Today’s post by Kate about going “unplugged” and not feeling like blogging much lately really hit home, as I, too, have been struggling with an overall feeling of just wanting to live vs. document what I’m living, so to speak.
Her post also reminded me of the message from this image (above). You’ve probably seen it floating around the interwebs, so forgive me for inundating you with it yet again — but I just love it and think it’s worth repeating.
While I feel very fulfilled and have loved my decade-long career in public relations, in my dream world, I’d be a full-time writer.
I know what you’re thinking: but Melissa, you DO write! Well, sure I do. I blog (albeit not much lately).
The thing is, I haven’t monetized it — and have no intentions to do so. This blog has been a passion project for me — not something from which I ever expected to gain income.
What I’d really love is to write for a women’s lifestyle magazine — that’d be my dream come true. A monthly column where I could pick the topic … a la Valerie Frankel over at Self, for example.
Here’s the problem: in order to establish myself as a writer, I’d need the time to dedicate to building a portfolio of writing samples … and I can barely find time to blog!
I’ve also always said I wanted to write a book … same problem. I’d need time to devote to my craft.

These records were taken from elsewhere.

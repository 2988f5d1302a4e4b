//! Test utilities for proxy module testing
//!
//! This module provides a scripted forwarder, request builders and a mock
//! upstream server so proxy components can be exercised without a real
//! backend.
//! Fixture Proxy - a record-and-replay HTTP proxy for local development
//!
//! Every request is fingerprinted and answered from an on-disk fixture when
//! one exists; otherwise it is forwarded to a backend on the loopback
//! interface and the response is recorded for later replays.

pub mod application;
pub mod config;
pub mod error;
pub mod proxy;

pub use application::Application;
pub use config::{CommandLine, Settings};
pub use error::{Error, Result};
//! GraphQL operation name extraction
//!
//! Requests under the configured GraphQL path are namespaced by their
//! `operationName` so that distinct operations never share a cache record.

use crate::proxy::types::GraphqlPathPrefix;
use nutype::nutype;
use serde::Deserialize;
use tracing::debug;

/// Operation name usable as a file name prefix
#[nutype(
    validate(predicate = |name: &str| {
        !name.is_empty()
            && name != "."
            && name != ".."
            && !name.contains(['/', '\\', '\0'])
    }),
    derive(Clone, Debug, Display, PartialEq, Eq, Hash, TryFrom, AsRef),
)]
pub struct GraphqlOperationName(String);

#[derive(Deserialize)]
struct OperationEnvelope {
    #[serde(rename = "operationName")]
    operation_name: Option<String>,
}

/// Reads `operationName` from bodies posted under a GraphQL path prefix
#[derive(Clone, Debug)]
pub struct GraphqlOperationExtractor {
    path_prefix: GraphqlPathPrefix,
}

impl GraphqlOperationExtractor {
    pub fn new(path_prefix: GraphqlPathPrefix) -> Self {
        Self { path_prefix }
    }

    /// Returns `None` for other paths without looking at the body. A body that
    /// is not a JSON object with a string `operationName` also yields `None`.
    pub fn extract(&self, path: &str, body: &[u8]) -> Option<GraphqlOperationName> {
        if !path.starts_with(self.path_prefix.as_ref()) {
            return None;
        }

        let envelope = match serde_json::from_slice::<OperationEnvelope>(body) {
            Ok(envelope) => envelope,
            Err(e) => {
                debug!(path, error = %e, "GraphQL body has no readable operationName");
                return None;
            }
        };

        let name = envelope.operation_name?;
        match GraphqlOperationName::try_new(name) {
            Ok(name) => Some(name),
            Err(e) => {
                debug!(path, error = %e, "Ignoring operationName unusable as a file name");
                None
            }
        }
    }
}
use std::env;
use std::process::Command;

fn main() {
    let profile = env::var("PROFILE").unwrap_or_else(|_| "unknown".to_string());
    let target = env::var("TARGET").unwrap_or_else(|_| "unknown".to_string());

    println!("cargo:rustc-env=BUILD_PROFILE={}", profile);
    println!("cargo:rustc-env=BUILD_TARGET={}", target);

    let git_hash = Command::new("git")
        .args(["rev-parse", "--short", "HEAD"])
        .output()
        .ok()
        .filter(|output| output.status.success())
        .map(|output| String::from_utf8_lossy(&output.stdout).trim().to_string())
        .unwrap_or_else(|| "unknown".to_string());
    println!("cargo:rustc-env=GIT_HASH={}", git_hash);

    // Build timestamp in UTC, used by --build-info
    let now = chrono::Utc::now().format("%Y-%m-%dT%H:%M:%SZ").to_string();
    println!("cargo:rustc-env=BUILD_DATE={}", now);

    println!("cargo:rerun-if-changed=build.rs");
}
// Systemd state vocabulary -> numeric code tables
//
// Values follow the state tables in systemd's src/basic/unit-def.c. Strings
// that appear in more than one table there are kept only at their first
// occurrence, so every table is a bijection.

/// Code for the "null" sentinel in the load, active and file tables
pub const NULL_CODE: u16 = 10;

/// Code for the "null" sentinel in the sub-state table
pub const NULL_SUB_CODE: u16 = 0x00ff;

/// A closed, immutable mapping from systemd vocabulary to codes
#[derive(Debug)]
pub struct CodeTable {
    name: &'static str,
    entries: &'static [(&'static str, u16)],
}

impl CodeTable {
    /// Name of the metric tag/field this table encodes
    pub fn name(&self) -> &'static str {
        self.name
    }

    /// Look up the code for a state string
    pub fn lookup(&self, key: &str) -> Option<u16> {
        self.entries
            .iter()
            .find(|(k, _)| *k == key)
            .map(|(_, code)| *code)
    }

    /// Map a code back to the state string it was produced from
    pub fn reverse(&self, code: u16) -> Option<&'static str> {
        self.entries
            .iter()
            .find(|(_, c)| *c == code)
            .map(|(k, _)| *k)
    }

    pub fn entries(&self) -> &'static [(&'static str, u16)] {
        self.entries
    }
}

pub static LOAD_STATES: CodeTable = CodeTable {
    name: "load",
    entries: &[
        ("loaded", 0),
        ("stub", 1),
        ("not-found", 2),
        ("bad-setting", 3),
        ("error", 4),
        ("merged", 5),
        ("masked", 6),
        ("null", NULL_CODE),
    ],
};

pub static ACTIVE_STATES: CodeTable = CodeTable {
    name: "active",
    entries: &[
        ("active", 0),
        ("reloading", 1),
        ("inactive", 2),
        ("failed", 3),
        ("activating", 4),
        ("deactivating", 5),
        ("null", NULL_CODE),
    ],
};

pub static UNIT_FILE_STATES: CodeTable = CodeTable {
    name: "state",
    entries: &[
        ("disabled", 0),
        ("enabled", 1),
        ("enabled-runtime", 2),
        ("generated", 3),
        ("indirect", 4),
        ("masked", 5),
        ("static", 6),
        ("transient", 7),
        ("null", NULL_CODE),
    ],
};

pub static SUB_STATES: CodeTable = CodeTable {
    name: "sub",
    entries: &[
        // service, 0x0000
        ("running", 0x0000),
        ("dead", 0x0001),
        ("start-pre", 0x0002),
        ("start", 0x0003),
        ("exited", 0x0004),
        ("reload", 0x0005),
        ("stop", 0x0006),
        ("stop-watchdog", 0x0007),
        ("stop-sigterm", 0x0008),
        ("stop-sigkill", 0x0009),
        ("stop-post", 0x000a),
        ("final-sigterm", 0x000b),
        ("failed", 0x000c),
        ("auto-restart", 0x000d),
        // automount, 0x0010
        ("waiting", 0x0010),
        // device, 0x0020
        ("tentative", 0x0020),
        ("plugged", 0x0021),
        // mount, 0x0030
        ("mounting", 0x0030),
        ("mounting-done", 0x0031),
        ("mounted", 0x0032),
        ("remounting", 0x0033),
        ("unmounting", 0x0034),
        ("remounting-sigterm", 0x0035),
        ("remounting-sigkill", 0x0036),
        ("unmounting-sigterm", 0x0037),
        ("unmounting-sigkill", 0x0038),
        // path, 0x0040: nothing new
        // scope, 0x0050
        ("abandoned", 0x0050),
        // slice, 0x0060
        ("active", 0x0060),
        // socket, 0x0070
        ("start-chown", 0x0070),
        ("start-post", 0x0071),
        ("listening", 0x0072),
        ("stop-pre", 0x0073),
        ("stop-pre-sigterm", 0x0074),
        ("stop-pre-sigkill", 0x0075),
        ("final-sigkill", 0x0076),
        // swap, 0x0080
        ("activating", 0x0080),
        ("activating-done", 0x0081),
        ("deactivating", 0x0082),
        ("deactivating-sigterm", 0x0083),
        ("deactivating-sigkill", 0x0084),
        // target, 0x0090: nothing new
        // timer, 0x00a0
        ("elapsed", 0x00a0),
        ("null", NULL_SUB_CODE),
    ],
};

#[cfg(test)]
mod tests {
    use super::*;
    use std::collections::HashSet;

    #[test]
    fn test_load_codes() {
        let expected = [
            ("loaded", 0),
            ("stub", 1),
            ("not-found", 2),
            ("bad-setting", 3),
            ("error", 4),
            ("merged", 5),
            ("masked", 6),
            ("null", 10),
        ];
        for (key, code) in expected {
            assert_eq!(LOAD_STATES.lookup(key), Some(code), "load {}", key);
        }
        assert_eq!(LOAD_STATES.entries().len(), expected.len());
    }

    #[test]
    fn test_active_codes() {
        let expected = [
            ("active", 0),
            ("reloading", 1),
            ("inactive", 2),
            ("failed", 3),
            ("activating", 4),
            ("deactivating", 5),
            ("null", 10),
        ];
        for (key, code) in expected {
            assert_eq!(ACTIVE_STATES.lookup(key), Some(code), "active {}", key);
        }
        assert_eq!(ACTIVE_STATES.entries().len(), expected.len());
    }

    #[test]
    fn test_unit_file_codes() {
        let expected = [
            ("disabled", 0),
            ("enabled", 1),
            ("enabled-runtime", 2),
            ("generated", 3),
            ("indirect", 4),
            ("masked", 5),
            ("static", 6),
            ("transient", 7),
            ("null", 10),
        ];
        for (key, code) in expected {
            assert_eq!(UNIT_FILE_STATES.lookup(key), Some(code), "state {}", key);
        }
        assert_eq!(UNIT_FILE_STATES.entries().len(), expected.len());
    }

    #[test]
    fn test_sub_codes() {
        let expected = [
            ("running", 0x00),
            ("dead", 0x01),
            ("start-pre", 0x02),
            ("start", 0x03),
            ("exited", 0x04),
            ("reload", 0x05),
            ("stop", 0x06),
            ("stop-watchdog", 0x07),
            ("stop-sigterm", 0x08),
            ("stop-sigkill", 0x09),
            ("stop-post", 0x0a),
            ("final-sigterm", 0x0b),
            ("failed", 0x0c),
            ("auto-restart", 0x0d),
            ("waiting", 0x10),
            ("tentative", 0x20),
            ("plugged", 0x21),
            ("mounting", 0x30),
            ("mounting-done", 0x31),
            ("mounted", 0x32),
            ("remounting", 0x33),
            ("unmounting", 0x34),
            ("remounting-sigterm", 0x35),
            ("remounting-sigkill", 0x36),
            ("unmounting-sigterm", 0x37),
            ("unmounting-sigkill", 0x38),
            ("abandoned", 0x50),
            ("active", 0x60),
            ("start-chown", 0x70),
            ("start-post", 0x71),
            ("listening", 0x72),
            ("stop-pre", 0x73),
            ("stop-pre-sigterm", 0x74),
            ("stop-pre-sigkill", 0x75),
            ("final-sigkill", 0x76),
            ("activating", 0x80),
            ("activating-done", 0x81),
            ("deactivating", 0x82),
            ("deactivating-sigterm", 0x83),
            ("deactivating-sigkill", 0x84),
            ("elapsed", 0xa0),
            ("null", 0xff),
        ];
        for (key, code) in expected {
            assert_eq!(SUB_STATES.lookup(key), Some(code), "sub {}", key);
        }
        assert_eq!(SUB_STATES.entries().len(), expected.len());
    }

    #[test]
    fn test_unknown_keys_miss() {
        assert_eq!(ACTIVE_STATES.lookup("bogus"), None);
        assert_eq!(LOAD_STATES.lookup("Loaded"), None);
        assert_eq!(SUB_STATES.lookup(""), None);
        assert_eq!(UNIT_FILE_STATES.lookup("alias"), None);
    }

    #[test]
    fn test_tables_are_bijections() {
        for table in [&LOAD_STATES, &ACTIVE_STATES, &UNIT_FILE_STATES, &SUB_STATES] {
            let keys: HashSet<_> = table.entries().iter().map(|(k, _)| *k).collect();
            let codes: HashSet<_> = table.entries().iter().map(|(_, c)| *c).collect();
            assert_eq!(keys.len(), table.entries().len(), "duplicate key in {}", table.name());
            assert_eq!(codes.len(), table.entries().len(), "duplicate code in {}", table.name());

            for (key, _) in table.entries() {
                let code = table.lookup(key).unwrap();
                assert_eq!(table.reverse(code), Some(*key));
            }
        }
    }

    #[test]
    fn test_sub_codes_stay_in_family_blocks() {
        // Everything but the sentinel sits below the timer block's end
        for (key, code) in SUB_STATES.entries() {
            if *key != "null" {
                assert!(*code < 0x00b0, "{} out of range", key);
            }
        }
        assert_eq!(SUB_STATES.reverse(0x0040), None);
        assert_eq!(SUB_STATES.reverse(0x0090), None);
    }
}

Realistically, neither a book nor a portfolio can happen at the moment … and this is where I’m feeling torn. I love my job and company. And for as much as I miss Maya when I’m away, I can’t imagine NOT working, either. It’s part of (read as: “not all of”) who I am.
(Though I still struggle from time to time with my decision to return to work after Maya was born, I do believe it was the right choice for me).
So therefore, to make my dream a reality, I’d need to somehow fabricate more hours in the day.
Which is impossible.
On the bright side, there are a lot of unknowns out there. For example, we don’t know what the future will hold once my husband finishes his MBA in December. Will we stay here in MI, relocate back east, somewhere else? And if we do, will I stay working with my company? (if they so graciously allow, I surely would!) Or, if that doesn’t work, would I take the leap of faith and not look for a new job in whatever city and instead, devote myself to a writing career? Could I?
I don’t know what is going to happen. So in the interim, I’ve decided that I can’t wave a magic wand and make hours appear on the clock — but I can make small goals of writing a few nights a week (i.e., after Maya goes to sleep on the nights Luis is at school). And that’s exactly what I plan to do.
If nothing else, it’ll give me the opportunity to develop my portfolio sooner rather than later — and put me one step closer to truly living out my dream.
How about you? Are you following your passion? Do you think a career switch would make you feel more fulfilled?